Activity:
Would you quote the material below from its first line through the line containing "collapse rule is", exactly and with both ends included?

Segment Start: The records

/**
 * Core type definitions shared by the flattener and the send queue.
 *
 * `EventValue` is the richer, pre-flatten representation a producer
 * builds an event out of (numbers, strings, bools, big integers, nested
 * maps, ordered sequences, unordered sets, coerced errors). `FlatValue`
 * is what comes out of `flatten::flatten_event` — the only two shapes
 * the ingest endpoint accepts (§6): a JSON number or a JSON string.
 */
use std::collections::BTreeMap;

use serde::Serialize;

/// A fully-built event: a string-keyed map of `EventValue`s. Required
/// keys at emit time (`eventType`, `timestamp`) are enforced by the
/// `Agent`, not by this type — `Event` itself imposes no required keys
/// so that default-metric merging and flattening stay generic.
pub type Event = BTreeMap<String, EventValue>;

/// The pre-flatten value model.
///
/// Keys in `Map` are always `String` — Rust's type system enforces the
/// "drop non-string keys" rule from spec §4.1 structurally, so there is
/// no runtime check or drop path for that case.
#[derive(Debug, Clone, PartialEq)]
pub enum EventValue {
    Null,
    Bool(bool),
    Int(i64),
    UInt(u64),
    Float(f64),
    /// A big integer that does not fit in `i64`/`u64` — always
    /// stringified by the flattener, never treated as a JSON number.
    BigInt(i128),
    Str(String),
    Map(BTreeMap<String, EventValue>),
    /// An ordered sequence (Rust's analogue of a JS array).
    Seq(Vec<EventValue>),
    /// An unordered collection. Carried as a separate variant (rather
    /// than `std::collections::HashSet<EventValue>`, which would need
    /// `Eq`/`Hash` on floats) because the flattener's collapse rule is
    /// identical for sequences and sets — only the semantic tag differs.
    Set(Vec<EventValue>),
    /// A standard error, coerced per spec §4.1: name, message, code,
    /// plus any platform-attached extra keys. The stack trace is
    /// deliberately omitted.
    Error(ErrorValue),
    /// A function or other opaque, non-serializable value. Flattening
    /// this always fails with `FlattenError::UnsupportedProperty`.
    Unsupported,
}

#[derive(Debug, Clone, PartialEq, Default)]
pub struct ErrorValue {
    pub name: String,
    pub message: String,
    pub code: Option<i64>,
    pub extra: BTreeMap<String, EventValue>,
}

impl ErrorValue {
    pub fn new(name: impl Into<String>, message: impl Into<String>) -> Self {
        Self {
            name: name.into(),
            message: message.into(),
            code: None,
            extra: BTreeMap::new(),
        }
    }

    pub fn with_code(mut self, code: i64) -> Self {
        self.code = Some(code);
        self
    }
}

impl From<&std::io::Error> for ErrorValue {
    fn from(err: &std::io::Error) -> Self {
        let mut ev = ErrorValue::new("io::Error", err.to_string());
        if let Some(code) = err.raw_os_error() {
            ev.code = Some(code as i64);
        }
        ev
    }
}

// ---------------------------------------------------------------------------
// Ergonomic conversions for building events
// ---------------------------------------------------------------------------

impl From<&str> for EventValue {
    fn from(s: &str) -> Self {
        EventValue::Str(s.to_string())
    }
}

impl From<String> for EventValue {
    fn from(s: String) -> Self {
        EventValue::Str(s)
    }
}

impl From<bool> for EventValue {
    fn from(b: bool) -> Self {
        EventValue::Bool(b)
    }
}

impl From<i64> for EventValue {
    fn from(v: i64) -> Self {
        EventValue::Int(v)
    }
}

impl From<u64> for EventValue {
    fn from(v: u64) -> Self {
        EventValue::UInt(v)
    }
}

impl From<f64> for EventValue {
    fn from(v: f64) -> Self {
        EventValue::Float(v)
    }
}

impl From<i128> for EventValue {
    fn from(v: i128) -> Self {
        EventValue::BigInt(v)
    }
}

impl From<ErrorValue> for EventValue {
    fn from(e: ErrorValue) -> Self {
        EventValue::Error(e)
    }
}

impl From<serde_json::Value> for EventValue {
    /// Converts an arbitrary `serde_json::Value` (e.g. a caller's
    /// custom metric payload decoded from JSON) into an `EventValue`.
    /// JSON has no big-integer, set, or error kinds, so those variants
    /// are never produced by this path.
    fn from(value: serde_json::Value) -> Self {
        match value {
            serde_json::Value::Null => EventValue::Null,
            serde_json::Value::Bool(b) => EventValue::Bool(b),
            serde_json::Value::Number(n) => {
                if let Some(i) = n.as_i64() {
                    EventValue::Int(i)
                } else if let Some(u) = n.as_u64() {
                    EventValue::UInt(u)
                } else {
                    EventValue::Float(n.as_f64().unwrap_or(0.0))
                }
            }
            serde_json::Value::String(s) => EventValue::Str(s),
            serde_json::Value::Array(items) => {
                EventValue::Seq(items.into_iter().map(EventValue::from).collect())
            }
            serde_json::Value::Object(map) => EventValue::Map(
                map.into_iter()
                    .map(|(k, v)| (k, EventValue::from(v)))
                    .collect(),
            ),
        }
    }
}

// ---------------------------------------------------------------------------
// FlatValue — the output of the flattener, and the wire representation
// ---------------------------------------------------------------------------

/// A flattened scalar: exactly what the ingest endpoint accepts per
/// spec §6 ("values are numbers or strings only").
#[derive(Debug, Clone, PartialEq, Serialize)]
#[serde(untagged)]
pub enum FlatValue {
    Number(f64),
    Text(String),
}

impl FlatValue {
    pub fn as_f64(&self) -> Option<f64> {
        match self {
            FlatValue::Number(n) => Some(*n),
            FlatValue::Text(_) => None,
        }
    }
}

Segment End: The records

Problem solution:
/**
 * Core type definitions shared by the flattener and the send queue.
 *
 * `EventValue` is the richer, pre-flatten representation a producer
 * builds an event out of (numbers, strings, bools, big integers, nested
 * maps, ordered sequences, unordered sets, coerced errors). `FlatValue`
 * is what comes out of `flatten::flatten_event` — the only two shapes
 * the ingest endpoint accepts (§6): a JSON number or a JSON string.
 */
use std::collections::BTreeMap;

use serde::Serialize;

/// A fully-built event: a string-keyed map of `EventValue`s. Required
/// keys at emit time (`eventType`, `timestamp`) are enforced by the
/// `Agent`, not by this type — `Event` itself imposes no required keys
/// so that default-metric merging and flattening stay generic.
pub type Event = BTreeMap<String, EventValue>;

/// The pre-flatten value model.
///
/// Keys in `Map` are always `String` — Rust's type system enforces the
/// "drop non-string keys" rule from spec §4.1 structurally, so there is
/// no runtime check or drop path for that case.
#[derive(Debug, Clone, PartialEq)]
pub enum EventValue {
    Null,
    Bool(bool),
    Int(i64),
    UInt(u64),
    Float(f64),
    /// A big integer that does not fit in `i64`/`u64` — always
    /// stringified by the flattener, never treated as a JSON number.
    BigInt(i128),
    Str(String),
    Map(BTreeMap<String, EventValue>),
    /// An ordered sequence (Rust's analogue of a JS array).
    Seq(Vec<EventValue>),
    /// An unordered collection. Carried as a separate variant (rather
    /// than `std::collections::HashSet<EventValue>`, which would need
    /// `Eq`/`Hash` on floats) because the flattener's collapse rule is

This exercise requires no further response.